The Cuban Embargo - 40 Years of Failure

After four decades, it is a matter of record that the US embargo on Cuba has failed to achieve its objective, the liberation of Cuba. This week's speech by President Bush only added to the cloud of foolishness that is America's Cuban policy.

This is not to say that Fidel Castro is a good guy, or that his regime has done the Cuban people any good. Some may argue that at the margins he has accomplished some good by keeping his island nation free of Yanqui imperialism. But there is little objective proof that he is anything but a vicious old man who only continues with his communist repression because he is incapable of the leap of imagination required to do anything else.

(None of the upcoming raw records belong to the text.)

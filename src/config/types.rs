//! Configuration type definitions.

use std::path::PathBuf;

use serde::{Deserialize, Serialize};

use crate::dotenv::ConflictPolicy;
use crate::utils::global_config_file;

/// When to emit ANSI colors.
#[derive(Debug, Clone, Copy, Default, PartialEq, Eq, Serialize, Deserialize)]
#[serde(rename_all = "lowercase")]
pub enum ColorMode {
    /// Color when stdout is a terminal.
    #[default]
    Auto,
    /// Always color.
    Always,
    /// Never color.
    Never,
}

/// Defaults for `merge`.
#[derive(Debug, Clone, Default, PartialEq, Eq, Serialize, Deserialize)]
pub struct MergeConfig {
    /// Destination file.
    #[serde(default, skip_serializing_if = "Option::is_none")]
    pub output: Option<PathBuf>,
    /// Line written after every entry.
    #[serde(default, skip_serializing_if = "Option::is_none")]
    pub separator: Option<String>,
    /// How conflicts are resolved.
    #[serde(default, skip_serializing_if = "Option::is_none")]
    pub on_conflict: Option<ConflictPolicy>,
}

/// Defaults for `validate`.
#[derive(Debug, Clone, Default, PartialEq, Eq, Serialize, Deserialize)]
pub struct ValidateConfig {
    /// Schema file path.
    #[serde(default, skip_serializing_if = "Option::is_none")]
    pub schema: Option<PathBuf>,
}

/// Appearance configuration settings.
#[derive(Debug, Clone, Default, PartialEq, Eq, Serialize, Deserialize)]
pub struct AppearanceConfig {
    /// Color mode.
    #[serde(default, skip_serializing_if = "Option::is_none")]
    pub color: Option<ColorMode>,
    /// Show the banner on interactive terminals.
    #[serde(default, skip_serializing_if = "Option::is_none")]
    pub banner: Option<bool>,
}

impl AppearanceConfig {
    /// Effective color mode.
    pub fn color_mode(&self) -> ColorMode {
        self.color.unwrap_or_default()
    }

    /// Whether the banner is shown (on by default).
    pub fn show_banner(&self) -> bool {
        self.banner.unwrap_or(true)
    }
}

/// Main configuration structure.
#[derive(Debug, Clone, Default, PartialEq, Eq, Serialize, Deserialize)]
#[serde(deny_unknown_fields)]
pub struct Config {
    /// Merge defaults.
    #[serde(default)]
    pub merge: MergeConfig,
    /// Validation defaults.
    #[serde(default)]
    pub validate: ValidateConfig,
    /// Appearance settings.
    #[serde(default)]
    pub appearance: AppearanceConfig,
}

impl Config {
    /// Create a new configuration with defaults.
    pub fn new() -> Self {
        Self::default()
    }

    /// Get the config file path for the user's home directory.
    pub fn user_config_path() -> Option<PathBuf> {
        global_config_file()
    }

    /// Merge another config into this one. Values set in `other` win;
    /// unset values leave this config untouched.
    pub fn merge(&mut self, other: Config) {
        let Config {
            merge,
            validate,
            appearance,
        } = other;

        if merge.output.is_some() {
            self.merge.output = merge.output;
        }
        if merge.separator.is_some() {
            self.merge.separator = merge.separator;
        }
        if merge.on_conflict.is_some() {
            self.merge.on_conflict = merge.on_conflict;
        }

        if validate.schema.is_some() {
            self.validate.schema = validate.schema;
        }

        if appearance.color.is_some() {
            self.appearance.color = appearance.color;
        }
        if appearance.banner.is_some() {
            self.appearance.banner = appearance.banner;
        }
    }
}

Regrettably, leaps of the imagination are equally rare in Washington, DC. Ex-President Jimmy Carter's call for an end to the embargo is, of course, the correct foreign policy decision. The embargo has been in place for 40 odd years, and so has Castro. No matter what the exiles in Miami may want, trade with Cuba needs to develop because not trading with Cuba has been a policy failure.

One of the definitions of insanity is the repetition of actions while expecting different results. The insanity of the Cuban embargo is that President Bush believes that it will, in its fifth decade, bring freedom to Cuba. Alternatively, if he does not believe that, then one can only conclude that he is cynically playing to the exiles in Florida - a state he'll need again in a few years time.